Kazan épiait tous ses mouvements. Il rampait sur le soi, en oubliant sa chaîne. Chaque once de force de son corps puissant se rassemblait sur elle-même pour bondir.

Il bondit, et l’élan fut tel qu’un des anneaux d’acier, plus faible que les autres, céda, avec un bruit sec. Avant que Sandy Mac Trigger eût eu le temps de se retourner et de se mettre en garde, le chien-loup était à sa gorge.

Avec un cri d’épouvante, l’homme chavira et, tandis qu’il roulait sur le sol, la voix grave du gros danois qui tirait sur sa chaîne, gronda en un tonnerre d’alarme.
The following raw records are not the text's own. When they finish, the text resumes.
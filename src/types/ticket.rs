//! Actionable tickets synthesized from ranked hypotheses.

use serde::{Deserialize, Serialize};

use super::HypothesisKey;

/// Team that owns a ticket.
#[derive(Debug, Clone, Copy, PartialEq, Eq, Serialize, Deserialize)]
#[serde(rename_all = "SCREAMING_SNAKE_CASE")]
pub enum Owner {
    Seo,
    Dev,
    Ads,
}

impl std::fmt::Display for Owner {
    fn fmt(&self, f: &mut std::fmt::Formatter<'_>) -> std::fmt::Result {
        match self {
            Owner::Seo => write!(f, "SEO"),
            Owner::Dev => write!(f, "DEV"),
            Owner::Ads => write!(f, "ADS"),
        }
    }
}

/// Priority tier. Ordered so `P0 < P1 < P2 < P3` — a *lower* tier is more
/// urgent and ranks first.
#[derive(Debug, Clone, Copy, PartialEq, Eq, PartialOrd, Ord, Serialize, Deserialize)]
pub enum Priority {
    P0 = 0,
    P1 = 1,
    P2 = 2,
    P3 = 3,
}

impl std::fmt::Display for Priority {
    fn fmt(&self, f: &mut std::fmt::Formatter<'_>) -> std::fmt::Result {
        match self {
            Priority::P0 => write!(f, "P0"),
            Priority::P1 => write!(f, "P1"),
            Priority::P2 => write!(f, "P2"),
            Priority::P3 => write!(f, "P3"),
        }
    }
}

/// Lifecycle status. The only field an external workflow mutates
/// post-creation.
#[derive(Debug, Clone, Copy, PartialEq, Eq, Serialize, Deserialize)]
#[serde(rename_all = "lowercase")]
pub enum TicketStatus {
    Open,
    Dismissed,
    Done,
}

/// Coarse expected-impact bucket shown to operators.
#[derive(Debug, Clone, Copy, PartialEq, Eq, Serialize, Deserialize)]
#[serde(rename_all = "lowercase")]
pub enum ImpactLevel {
    High,
    Medium,
    Low,
}

/// Structured impact estimate behind the coarse bucket.
#[derive(Debug, Clone, Copy, Default, Serialize, Deserialize)]
pub struct ImpactEstimate {
    /// Pages in the affected cluster(s) / failing checks
    pub affected_pages: usize,
    /// Estimated daily clicks recoverable if the root cause is fixed,
    /// scaled by the hypothesis's confidence
    pub recoverable_daily_clicks: f64,
}

/// An actionable, owner-routed remediation item derived from a hypothesis.
#[derive(Debug, Clone, Serialize, Deserialize)]
pub struct Ticket {
    /// Human-readable unique id, e.g. `"TICK-1024"`
    pub id: String,
    pub run_id: String,
    pub hypothesis_key: HypothesisKey,
    pub title: String,
    pub owner: Owner,
    pub priority: Priority,
    pub status: TicketStatus,
    /// Ordered remediation steps, parameterized with concrete evidence values
    pub steps: Vec<String>,
    pub expected_impact: ImpactLevel,
    pub impact: ImpactEstimate,
    /// Statements of the evidence blocks this ticket is based on
    #[serde(default, skip_serializing_if = "Vec::is_empty")]
    pub evidence_refs: Vec<String>,
}

#[cfg(test)]
mod tests {
    use super::*;

    #[test]
    fn p0_is_most_urgent() {
        assert!(Priority::P0 < Priority::P1);
        assert!(Priority::P2 < Priority::P3);
    }

    #[test]
    fn owner_display_is_uppercase() {
        assert_eq!(Owner::Seo.to_string(), "SEO");
        assert_eq!(Owner::Dev.to_string(), "DEV");
        assert_eq!(Owner::Ads.to_string(), "ADS");
    }
}
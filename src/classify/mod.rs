//! Run-level classification.
//!
//! Maps the run's accumulated anomalies, deltas, and cluster losses to
//! exactly one classification label plus an overall confidence. Pure and
//! total; a run is INCONCLUSIVE exactly when no significant anomaly was
//! found or required upstream data was missing.

use tracing::info;

use crate::cluster::{dominant_cluster, ClusterLoss};
use crate::config::DiagnosisConfig;
use crate::types::{
    any_top_scope_drop, Anomaly, AnomalyKind, Confidence, Deltas, Metric, RunClassification,
};

/// Classify one run.
///
/// Decision order (first match wins): tracking gap, dominant cluster, CTR
/// with stable visibility, visibility, residual traffic drop. A detected
/// tracking gap outranks everything — when the instruments disagree, metric
/// conclusions built on them are suspect.
pub fn classify_run(
    cfg: &DiagnosisConfig,
    deltas: &Deltas,
    anomalies: &[Anomaly],
    cluster_losses: &[ClusterLoss],
) -> (RunClassification, Confidence) {
    let (classification, confidence) = decide(cfg, deltas, anomalies, cluster_losses);
    info!(classification = %classification, confidence = %confidence, "Run classified");
    (classification, confidence)
}

fn decide(
    cfg: &DiagnosisConfig,
    deltas: &Deltas,
    anomalies: &[Anomaly],
    cluster_losses: &[ClusterLoss],
) -> (RunClassification, Confidence) {
    // Required upstream data missing entirely.
    if deltas.is_empty() {
        return (RunClassification::Inconclusive, Confidence::Low);
    }

    // No significant anomaly anywhere.
    if anomalies.is_empty() {
        let confidence = if deltas.search.is_some() && deltas.analytics.is_some() {
            Confidence::High
        } else {
            // one family was unavailable; "nothing found" is weaker
            Confidence::Medium
        };
        return (RunClassification::Inconclusive, confidence);
    }

    // Instrumentation disagreement trumps metric conclusions.
    if let Some(gap) = anomalies.iter().find(|a| a.kind == AnomalyKind::TrackingGap) {
        let confidence = if gap.delta_pct.abs() >= cfg.thresholds.drop_pct.abs() * 2.0 {
            Confidence::High
        } else {
            Confidence::Medium
        };
        return (RunClassification::TrackingOrAttributionGap, confidence);
    }

    let top_drop = any_top_scope_drop(anomalies);
    let dominant = dominant_cluster(cluster_losses, cfg.thresholds.cluster_loss_share);

    // A dominant cluster explains the drop structurally.
    if dominant.is_some() {
        let confidence = if top_drop {
            Confidence::High
        } else {
            Confidence::Medium
        };
        return (RunClassification::PageClusterRegression, confidence);
    }

    let ctr_anomaly = anomalies
        .iter()
        .any(|a| a.is_top_scope() && a.kind == AnomalyKind::CtrDrop);
    let impressions_stable = stable(deltas, Metric::Impressions);
    let position_stable = stable(deltas, Metric::Position);

    // CTR-specific drop with stable impressions.
    if ctr_anomaly && impressions_stable == Some(true) {
        let confidence = if position_stable == Some(true) {
            Confidence::High
        } else {
            Confidence::Medium
        };
        return (RunClassification::CtrLoss, confidence);
    }

    // Impressions/position driven.
    let visibility_signals = anomalies
        .iter()
        .filter(|a| a.is_top_scope() && a.kind == AnomalyKind::ImpressionsDrop)
        .count();
    if visibility_signals > 0 {
        let confidence = if visibility_signals > 1 {
            Confidence::High
        } else {
            Confidence::Medium
        };
        return (RunClassification::VisibilityLoss, confidence);
    }

    // A residual traffic drop: clicks/sessions fell without a flagged
    // impressions or CTR anomaly.
    if top_drop {
        return match impressions_stable {
            // stable impressions mean fewer clicks per impression
            Some(true) => (RunClassification::CtrLoss, Confidence::Medium),
            Some(false) => (RunClassification::VisibilityLoss, Confidence::Medium),
            // impressions were not computable; visibility is the best guess
            None => (RunClassification::VisibilityLoss, Confidence::Low),
        };
    }

    // Only cluster-scope anomalies remain, none dominant.
    (RunClassification::PageClusterRegression, Confidence::Low)
}

/// `Some(true)` when the metric was computed and not flagged as a drop;
/// `None` when it was unavailable or insufficient.
fn stable(deltas: &Deltas, metric: Metric) -> Option<bool> {
    let search = deltas.search.as_ref()?;
    let delta = match metric {
        Metric::Impressions => &search.impressions,
        Metric::Position => &search.position,
        Metric::Clicks => &search.clicks,
        Metric::Ctr => &search.ctr,
        Metric::Sessions | Metric::Users => return None,
    };
    delta.as_computed().map(|s| !s.is_drop)
}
Paul Weyman, réveillé, s’habillait. Sur la terre sanglante, le bandit, atteint mortellement et la veine jugulaire tranchée, se tordait dans son agonie.

Kazan regarda les étoiles qui brillaient au-dessus de sa tête, les noirs sapins qui l’entouraient. Il écouta le murmure du vent dans les ramures. Ici étaient les hommes. Là-bas, quelque part, était Louve Grise. Et il était libre.

Ses oreilles s’aplatirent et il fila dans les ténèbres.

XXIX
L’APPEL DU SUN ROCK

Les oreilles rabattues, la queue basse et pendante sur le sol, le train de derrière à demi écrasé, comme celui du loup qui se sauve craintif devant le péril, Kazan fuyait à toute vitesse, poursuivi par le râle de la voix humaine de Sandy Mac Trigger. Il ne s’arrêta pas avant d’avoir parcouru un bon mille.

Alors, pour la première fois depuis des semaines, il s’assit sur son train de derrière et poussa vers le ciel un vibrant et profond appel, que les échos répétèrent au loin.

Ce ne fut pas Louve Grise qui répondit, mais, la voix du gros danois. Paul Weyman, penché sur l’immobile cadavre de Sandy Mac Trigger, entendit le hurlement du chien-loup. Il prêta l’oreille, en écoutant si l’appel se renouvellerait. Mais Kazan était, déjà, rapidement reparti.